Zwei Michelin Sterne und fünf Hauben im Gault & Millau

Wir sind angekommen im Horváth – dass mit zwei Sternen im Guide Michelin und fünf Hauben im Gault & Millau, in der Gesamtwertung zu den 12 besten Restaurants in der Republik gehört.

Die herzlichen Gastgeber sind Jeannine Frank und Sebastian Frank – seit 2010 leiten sie die Geschicke des Restaurants .

Die hohen Auszeichnungen träg mah hier jedoch in keiner Weise vor sich her.
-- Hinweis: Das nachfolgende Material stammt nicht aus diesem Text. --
pub mod corpus_handlers;
pub mod job_handlers;
use std::sync::Arc;
use std::time::{Duration, Instant};

use dashmap::DashMap;
use uuid::Uuid;

use crate::models::job::{JobOutcome, JobStatus, ProgressMeta};

/// What the broker remembers about one job.
#[derive(Debug, Clone)]
pub struct JobRecord {
    pub id: Uuid,
    pub status: JobStatus,
    pub url: String,
    pub progress: Option<ProgressMeta>,
    pub retry_error: Option<String>,
    pub outcome: Option<JobOutcome>,
    finished_at: Option<Instant>,
}

impl JobRecord {
    fn expired(&self, ttl: Duration) -> bool {
        self.finished_at.is_some_and(|at| at.elapsed() >= ttl)
    }
}

/// Shared job table keyed by job id.
///
/// Workers write, status queries read. Finished jobs are kept for `ttl`;
/// after that only a persisted artifact can answer for them.
#[derive(Clone, Debug)]
pub struct JobStore {
    jobs: Arc<DashMap<Uuid, JobRecord>>,
    ttl: Duration,
}

impl JobStore {
    pub fn new(ttl: Duration) -> Self {
        Self {
            jobs: Arc::new(DashMap::new()),
            ttl,
        }
    }

    pub fn enqueue(&self, id: Uuid, url: &str) {
        self.jobs.insert(
            id,
            JobRecord {
                id,
                status: JobStatus::Pending,
                url: url.to_string(),
                progress: None,
                retry_error: None,
                outcome: None,
                finished_at: None,
            },
        );
    }

    pub fn mark_started(&self, id: Uuid, progress: ProgressMeta) -> bool {
        self.transition(id, JobStatus::Started, |record| {
            record.progress = Some(progress);
            record.retry_error = None;
        })
    }

    pub fn mark_retry(&self, id: Uuid, error: String) -> bool {
        self.transition(id, JobStatus::Retry, |record| {
            record.retry_error = Some(error);
        })
    }

    pub fn finish(&self, id: Uuid, outcome: JobOutcome) -> bool {
        let finished = self.transition(id, outcome.status(), |record| {
            record.outcome = Some(outcome);
            record.finished_at = Some(Instant::now());
        });
        self.purge_expired();
        finished
    }

    /// Current record for `id`, or `None` if it never existed or expired.
    pub fn get(&self, id: &Uuid) -> Option<JobRecord> {
        self.jobs.remove_if(id, |_, record| record.expired(self.ttl));
        self.jobs.get(id).map(|record| record.value().clone())
    }

    pub fn purge_expired(&self) {
        self.jobs.retain(|_, record| !record.expired(self.ttl));
    }

    fn transition(&self, id: Uuid, next: JobStatus, apply: impl FnOnce(&mut JobRecord)) -> bool {
        let Some(mut record) = self.jobs.get_mut(&id) else {
            tracing::warn!(job_id = %id, next = next.as_str(), "transition for unknown job");
            return false;
        };
        if !record.status.can_transition_to(next) {
            tracing::warn!(
                job_id = %id,
                from = record.status.as_str(),
                to = next.as_str(),
                "rejected illegal job transition"
            );
            return false;
        }
        if record.status != next {
            tracing::debug!(job_id = %id, from = record.status.as_str(), to = next.as_str(), "job transition");
        }
        record.status = next;
        apply(&mut *record);
        true
    }
}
Der Service ist so jung wie herzlich und aufmerksam, die Atomsphäre locker beschwingt.

Und in ruhigem Strom geht es weiter mit einem weiteren Gruß aus der verglasten Küche: ein filigran vollmundiger Schaum aus Maiskochwasser mit Knoblauch, Butter und Salz – Franks Übersetzung einer Kindheitserinnerung aus frisch im Feld stibitztem Mais.
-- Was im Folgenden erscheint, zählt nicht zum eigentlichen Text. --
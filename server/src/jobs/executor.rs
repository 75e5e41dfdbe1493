use std::sync::atomic::{AtomicU32, Ordering};
use std::time::Duration;

use backoff::future::retry_notify;
use backoff::ExponentialBackoffBuilder;
use chrono::Utc;
use corpus_service_cli::{CorpusOutput, Phase, PipelineError, PipelineObserver};
use thiserror::Error;
use tokio::time::Instant;
use uuid::Uuid;

use super::persist::{PersistError, ResultPersister};
use super::progress::{JobEvent, ProgressSink};
use crate::config::ServerConfig;
use crate::models::job::{FailureKind, JobFailure, JobOutcome, JobRequest, JobResult, ProgressMeta};
use crate::resources::Resources;

#[derive(Debug, Clone)]
pub struct ExecutorSettings {
    pub max_retries: u32,
    pub retry_delay: Duration,
    /// Upper bound on the pipeline call across all attempts.
    pub timeout: Option<Duration>,
}

impl ExecutorSettings {
    pub fn from_config(config: &ServerConfig) -> Self {
        Self {
            max_retries: config.job_max_retries,
            retry_delay: config.job_retry_delay,
            timeout: config.job_timeout,
        }
    }
}

#[derive(Debug, Error)]
pub enum ExecutorError {
    #[error(transparent)]
    Pipeline(#[from] PipelineError),

    #[error("job exceeded its {0:?} deadline")]
    Timeout(Duration),

    #[error("could not persist result: {0}")]
    Persist(#[from] PersistError),
}

impl ExecutorError {
    pub fn kind(&self) -> FailureKind {
        match self {
            ExecutorError::Pipeline(_) => FailureKind::Pipeline,
            ExecutorError::Timeout(_) => FailureKind::Timeout,
            ExecutorError::Persist(_) => FailureKind::Persistence,
        }
    }

    fn is_transient(&self) -> bool {
        matches!(self, ExecutorError::Pipeline(err) if err.is_transient())
    }
}

/// Maps pipeline phases onto executor steps 4 and 5. Step 3 is emitted by
/// the executor itself at the start of every attempt.
struct StepObserver<'a> {
    sink: &'a dyn ProgressSink,
    url: &'a str,
}

impl PipelineObserver for StepObserver<'_> {
    fn phase(&self, phase: Phase) {
        let step = match phase {
            Phase::Fetching => return,
            Phase::Processing => 4,
            Phase::Generating => 5,
        };
        self.sink.emit(JobEvent::Progress(ProgressMeta::step(step, self.url)));
    }
}

/// Runs one job from set-up to persisted result.
///
/// The same executor backs inline requests and background workers, so both
/// paths produce the same outcome shape.
pub struct JobExecutor {
    resources: Resources,
    persister: ResultPersister,
    settings: ExecutorSettings,
}

impl JobExecutor {
    pub fn new(resources: Resources, persister: ResultPersister, settings: ExecutorSettings) -> Self {
        Self {
            resources,
            persister,
            settings,
        }
    }

    pub fn persister(&self) -> &ResultPersister {
        &self.persister
    }

    pub fn resources(&self) -> &Resources {
        &self.resources
    }

    /// Never fails: every error is folded into [`JobOutcome::Failed`].
    pub async fn run(&self, job_id: Uuid, request: &JobRequest, sink: &dyn ProgressSink) -> JobOutcome {
        let url = request.url();
        match self.execute(job_id, request, sink).await {
            Ok(result) => {
                tracing::info!(%job_id, %url, qa_pairs = result.stats.qa_pairs, "job completed");
                JobOutcome::Completed(Box::new(result))
            }
            Err(err) => {
                tracing::warn!(%job_id, %url, error = %err, "job failed");
                JobOutcome::Failed(JobFailure::new(err.kind(), err.to_string(), url))
            }
        }
    }

    async fn execute(
        &self,
        job_id: Uuid,
        request: &JobRequest,
        sink: &dyn ProgressSink,
    ) -> Result<JobResult, ExecutorError> {
        let url = request.url();
        let started_at = Utc::now();

        step(sink, 1, url);
        self.persister.prepare()?;
        let artifact = self.persister.artifact(job_id, url, started_at);

        step(sink, 2, url);
        let generation_started = std::time::Instant::now();
        self.resources.pipeline().prepare().await?;

        let mut output = self.generate(request, sink).await?;
        output.stats.generation_time = generation_started.elapsed().as_secs_f64();

        step(sink, 6, url);
        let result = JobResult {
            url: url.to_string(),
            data: output.data,
            errors: output.errors,
            stats: output.stats,
            result_url: self.persister.result_url(&artifact),
            artifact,
        };
        self.persister.write(&result)?;
        Ok(result)
    }

    /// Steps 3 to 5, retried on transient pipeline errors.
    async fn generate(
        &self,
        request: &JobRequest,
        sink: &dyn ProgressSink,
    ) -> Result<CorpusOutput, ExecutorError> {
        let url = request.url();
        let deadline = self.settings.timeout.map(|t| Instant::now() + t);
        let max_retries = self.settings.max_retries;

        let observer = StepObserver { sink, url };
        let observer = &observer;
        let attempts = AtomicU32::new(0);
        let attempts = &attempts;

        let backoff = ExponentialBackoffBuilder::new()
            .with_initial_interval(self.settings.retry_delay)
            .with_max_interval(self.settings.retry_delay * 8)
            .with_max_elapsed_time(None)
            .build();

        retry_notify(
            backoff,
            move || async move {
                let attempt = attempts.fetch_add(1, Ordering::SeqCst) + 1;
                step(sink, 3, url);
                match self.attempt(request, observer, deadline).await {
                    Ok(output) => Ok(output),
                    Err(err) if err.is_transient() && attempt <= max_retries => {
                        Err(backoff::Error::transient(err))
                    }
                    Err(err) => Err(backoff::Error::permanent(err)),
                }
            },
            |err: ExecutorError, delay: Duration| {
                sink.emit(JobEvent::Retrying {
                    attempt: attempts.load(Ordering::SeqCst),
                    error: err.to_string(),
                    delay,
                });
            },
        )
        .await
    }

    async fn attempt(
        &self,
        request: &JobRequest,
        observer: &StepObserver<'_>,
        deadline: Option<Instant>,
    ) -> Result<CorpusOutput, ExecutorError> {
        let run = self
            .resources
            .pipeline()
            .run(request.urls(), request.single_page(), observer);

        let Some(deadline) = deadline else {
            return Ok(run.await?);
        };
        match tokio::time::timeout_at(deadline, run).await {
            Ok(result) => Ok(result?),
            Err(_) => Err(ExecutorError::Timeout(self.settings.timeout.unwrap_or_default())),
        }
    }
}

fn step(sink: &dyn ProgressSink, step: u32, url: &str) {
    sink.emit(JobEvent::Progress(ProgressMeta::step(step, url)));
}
Sebastian Franks Küche ist erfüllt von solchen Erinnerungen, von Inspirationen und Ideen, die in der Küche zu ganz eigenen Geschmacksbildern von leichter Eleganz werden.
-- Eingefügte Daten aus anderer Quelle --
use crate::config::PipelineConfig;
use crate::utils::{clean_text, page_context, slug};
use crate::PipelineError;
use async_trait::async_trait;
use reqwest::header::{HeaderMap, HeaderValue, AUTHORIZATION, CONTENT_TYPE};
use serde::{Deserialize, Serialize};
use serde_json::json;

const SYSTEM_PROMPT: &str = "You turn website text into chatbot training data. \
For the given passage reply with a JSON object with the keys \
\"answer\" (a direct, concise summary of the passage), \
\"question\" (a clear question answered by that summary), \
\"topic\" (a single word topic) and \"subject\" (a single word description).";

/// One generated question/answer pair and the intent it belongs to.
#[derive(Debug, Clone, Serialize, Deserialize, PartialEq)]
pub struct QaRecord {
    pub question: String,
    pub answer: String,
    pub intent: String,
}

/// Text in, Q/A/intent record out.
#[async_trait]
pub trait Generator: Send + Sync {
    async fn generate(&self, text: &str, page_url: &str) -> Result<QaRecord, PipelineError>;

    /// Cheap check that the generator can be used at all.
    fn ensure_ready(&self) -> Result<(), PipelineError> {
        Ok(())
    }
}

#[derive(Debug, Deserialize)]
struct Draft {
    answer: String,
    question: String,
    topic: String,
    subject: String,
}

/// [`Generator`] backed by an OpenAI compatible chat-completions endpoint.
pub struct OpenAiGenerator {
    client: reqwest::Client,
    api_key: String,
    base_url: String,
    model: String,
    max_question_length: usize,
    max_intent_length: usize,
}

impl OpenAiGenerator {
    pub fn new(config: &PipelineConfig) -> Result<Self, PipelineError> {
        Ok(Self {
            client: reqwest::Client::builder()
                .connect_timeout(config.connect_timeout)
                .timeout(config.request_timeout * 4)
                .build()?,
            api_key: config.api_key.clone(),
            base_url: config.api_base_url.trim_end_matches('/').to_string(),
            model: config.model.clone(),
            max_question_length: config.max_question_length,
            max_intent_length: config.max_intent_length,
        })
    }

    fn headers(&self) -> Result<HeaderMap, PipelineError> {
        let mut headers = HeaderMap::new();
        headers.insert(
            AUTHORIZATION,
            HeaderValue::from_str(&format!("Bearer {}", self.api_key))
                .map_err(|e| PipelineError::Generation(e.to_string()))?,
        );
        headers.insert(CONTENT_TYPE, HeaderValue::from_static("application/json"));
        Ok(headers)
    }

    fn to_record(&self, draft: Draft, page_url: &str) -> QaRecord {
        let mut question: String = clean_text(&draft.question)
            .chars()
            .take(self.max_question_length)
            .collect();
        if !question.ends_with('?') {
            question.push('?');
        }

        let topic = slug(&draft.topic, self.max_intent_length);
        let subject = slug(&draft.subject, self.max_intent_length);

        QaRecord {
            question,
            answer: clean_text(&draft.answer),
            intent: format!("{}.{}.{}", page_context(page_url), topic, subject),
        }
    }
}

#[async_trait]
impl Generator for OpenAiGenerator {
    async fn generate(&self, text: &str, page_url: &str) -> Result<QaRecord, PipelineError> {
        let payload = json!({
            "model": self.model,
            "messages": [
                { "role": "system", "content": SYSTEM_PROMPT },
                { "role": "user", "content": text }
            ],
            "response_format": { "type": "json_object" },
            "temperature": 0.7
        });

        let response = self
            .client
            .post(format!("{}/chat/completions", self.base_url))
            .headers(self.headers()?)
            .json(&payload)
            .send()
            .await?
            .error_for_status()?;

        let result = response.json::<serde_json::Value>().await?;
        let content = result["choices"][0]["message"]["content"]
            .as_str()
            .ok_or_else(|| PipelineError::Generation("completion had no content".into()))?;

        let draft: Draft = serde_json::from_str(content)
            .map_err(|e| PipelineError::Generation(format!("malformed completion: {e}")))?;

        Ok(self.to_record(draft, page_url))
    }

    fn ensure_ready(&self) -> Result<(), PipelineError> {
        if self.api_key.trim().is_empty() {
            return Err(PipelineError::Generation("OPENAI_API_KEY is not set".into()));
        }
        Ok(())
    }
}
Die falsche Foie Gras – jetzt schon ein Klassiker

Einer der jüngeren Horváth-Klassiker ist die Pilzleber, basierend auf der Idee einer vegetarische Foie Gras und doch ein ganz eigenes Stück Küchenkunst: die glänzende Praline basieren auf Kräuterseitlingen, sie zergehen im Mund cremig, buttrig, herzhaft und würzig – pointiert dazu die stimulierende Säure der Apfel-Balsam-Reduktion von der Manufaktur Gölles aus Riegersburg.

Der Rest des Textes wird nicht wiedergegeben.